━━━━━ RECORDED DATA
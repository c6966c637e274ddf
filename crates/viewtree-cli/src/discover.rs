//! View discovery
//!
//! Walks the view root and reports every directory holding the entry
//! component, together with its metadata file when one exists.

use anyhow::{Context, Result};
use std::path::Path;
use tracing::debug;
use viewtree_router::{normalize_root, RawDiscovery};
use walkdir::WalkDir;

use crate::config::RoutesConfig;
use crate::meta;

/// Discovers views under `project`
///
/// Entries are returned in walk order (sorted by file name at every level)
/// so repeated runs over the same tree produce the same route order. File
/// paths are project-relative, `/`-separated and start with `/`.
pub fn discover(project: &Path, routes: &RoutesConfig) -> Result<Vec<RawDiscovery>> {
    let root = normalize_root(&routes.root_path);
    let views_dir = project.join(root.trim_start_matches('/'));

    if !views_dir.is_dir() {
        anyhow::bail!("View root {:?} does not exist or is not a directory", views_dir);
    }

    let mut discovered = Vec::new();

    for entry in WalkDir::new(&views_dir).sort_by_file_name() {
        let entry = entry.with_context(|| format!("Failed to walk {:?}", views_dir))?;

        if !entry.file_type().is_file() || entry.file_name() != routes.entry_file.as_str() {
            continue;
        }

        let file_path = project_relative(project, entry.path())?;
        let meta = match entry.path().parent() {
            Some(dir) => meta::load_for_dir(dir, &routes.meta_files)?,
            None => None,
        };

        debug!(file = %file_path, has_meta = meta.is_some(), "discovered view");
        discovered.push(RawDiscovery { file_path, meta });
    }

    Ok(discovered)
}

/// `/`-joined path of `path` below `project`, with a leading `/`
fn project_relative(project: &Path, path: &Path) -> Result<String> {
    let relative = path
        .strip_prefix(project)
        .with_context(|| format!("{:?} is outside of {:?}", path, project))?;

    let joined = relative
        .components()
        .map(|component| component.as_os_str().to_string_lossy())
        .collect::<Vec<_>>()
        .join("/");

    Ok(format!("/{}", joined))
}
━━━━━━━━━━
━━━━━ RECORDED DATA
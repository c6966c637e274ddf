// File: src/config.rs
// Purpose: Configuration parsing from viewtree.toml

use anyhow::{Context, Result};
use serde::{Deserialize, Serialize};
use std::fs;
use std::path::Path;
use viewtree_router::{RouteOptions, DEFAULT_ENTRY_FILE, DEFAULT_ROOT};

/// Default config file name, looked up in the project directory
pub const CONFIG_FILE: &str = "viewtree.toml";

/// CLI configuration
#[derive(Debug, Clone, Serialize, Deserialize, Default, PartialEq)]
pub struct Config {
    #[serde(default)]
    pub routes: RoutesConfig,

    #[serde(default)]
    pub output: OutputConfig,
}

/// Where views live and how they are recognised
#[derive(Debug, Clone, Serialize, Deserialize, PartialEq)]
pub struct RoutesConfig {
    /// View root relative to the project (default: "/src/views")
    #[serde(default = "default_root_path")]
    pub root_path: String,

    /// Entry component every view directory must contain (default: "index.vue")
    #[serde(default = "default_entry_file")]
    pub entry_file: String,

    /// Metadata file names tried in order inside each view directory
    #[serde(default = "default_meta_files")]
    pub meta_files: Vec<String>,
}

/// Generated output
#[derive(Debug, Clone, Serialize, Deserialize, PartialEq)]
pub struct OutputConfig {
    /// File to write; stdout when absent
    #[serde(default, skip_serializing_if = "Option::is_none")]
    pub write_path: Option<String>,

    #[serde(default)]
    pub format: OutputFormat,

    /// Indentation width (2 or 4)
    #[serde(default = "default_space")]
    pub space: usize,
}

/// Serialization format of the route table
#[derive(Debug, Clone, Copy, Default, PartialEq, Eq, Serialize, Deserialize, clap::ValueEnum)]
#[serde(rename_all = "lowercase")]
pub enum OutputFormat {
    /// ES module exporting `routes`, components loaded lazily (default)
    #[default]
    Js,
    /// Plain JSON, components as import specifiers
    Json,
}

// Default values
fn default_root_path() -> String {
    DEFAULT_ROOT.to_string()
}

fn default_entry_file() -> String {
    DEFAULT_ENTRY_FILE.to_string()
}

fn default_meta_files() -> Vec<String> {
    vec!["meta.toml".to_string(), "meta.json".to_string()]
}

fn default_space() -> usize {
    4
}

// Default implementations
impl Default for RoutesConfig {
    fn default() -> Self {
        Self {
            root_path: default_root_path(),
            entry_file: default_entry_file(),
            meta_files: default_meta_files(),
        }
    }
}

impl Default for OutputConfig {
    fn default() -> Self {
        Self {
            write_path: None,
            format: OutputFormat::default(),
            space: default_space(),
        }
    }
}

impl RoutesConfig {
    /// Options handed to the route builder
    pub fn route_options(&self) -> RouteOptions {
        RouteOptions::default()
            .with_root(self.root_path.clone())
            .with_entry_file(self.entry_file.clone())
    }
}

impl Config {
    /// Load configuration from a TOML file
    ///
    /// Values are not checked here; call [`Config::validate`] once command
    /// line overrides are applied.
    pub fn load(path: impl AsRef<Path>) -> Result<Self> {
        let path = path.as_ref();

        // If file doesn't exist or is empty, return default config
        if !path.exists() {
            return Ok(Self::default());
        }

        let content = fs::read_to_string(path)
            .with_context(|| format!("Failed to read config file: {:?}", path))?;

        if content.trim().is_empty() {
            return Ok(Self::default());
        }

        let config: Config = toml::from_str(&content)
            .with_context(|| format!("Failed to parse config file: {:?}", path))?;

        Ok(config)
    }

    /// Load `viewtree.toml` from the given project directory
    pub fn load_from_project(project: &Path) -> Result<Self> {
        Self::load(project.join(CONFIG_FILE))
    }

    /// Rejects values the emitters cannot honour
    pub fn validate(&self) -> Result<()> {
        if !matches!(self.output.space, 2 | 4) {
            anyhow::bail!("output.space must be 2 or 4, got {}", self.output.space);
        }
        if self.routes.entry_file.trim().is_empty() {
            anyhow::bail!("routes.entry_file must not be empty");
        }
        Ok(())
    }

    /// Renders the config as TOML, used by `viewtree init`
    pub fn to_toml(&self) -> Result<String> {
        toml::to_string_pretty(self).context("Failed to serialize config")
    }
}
━━━━━━━━━━
━━━━━ RECORDED DATA
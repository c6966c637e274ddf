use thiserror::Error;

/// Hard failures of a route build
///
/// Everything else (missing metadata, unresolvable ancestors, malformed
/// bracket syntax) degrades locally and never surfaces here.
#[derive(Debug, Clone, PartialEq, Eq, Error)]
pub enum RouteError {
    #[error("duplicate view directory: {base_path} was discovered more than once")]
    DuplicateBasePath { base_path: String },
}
━━━━━━━━━━
WHAT YOU WILL DO ▸
From the entries above, show each line that includes the string "validate".

EXERCISE ANSWER ▸
    /// Values are not checked here; call [`Config::validate`] once command
    pub fn validate(&self) -> Result<()> {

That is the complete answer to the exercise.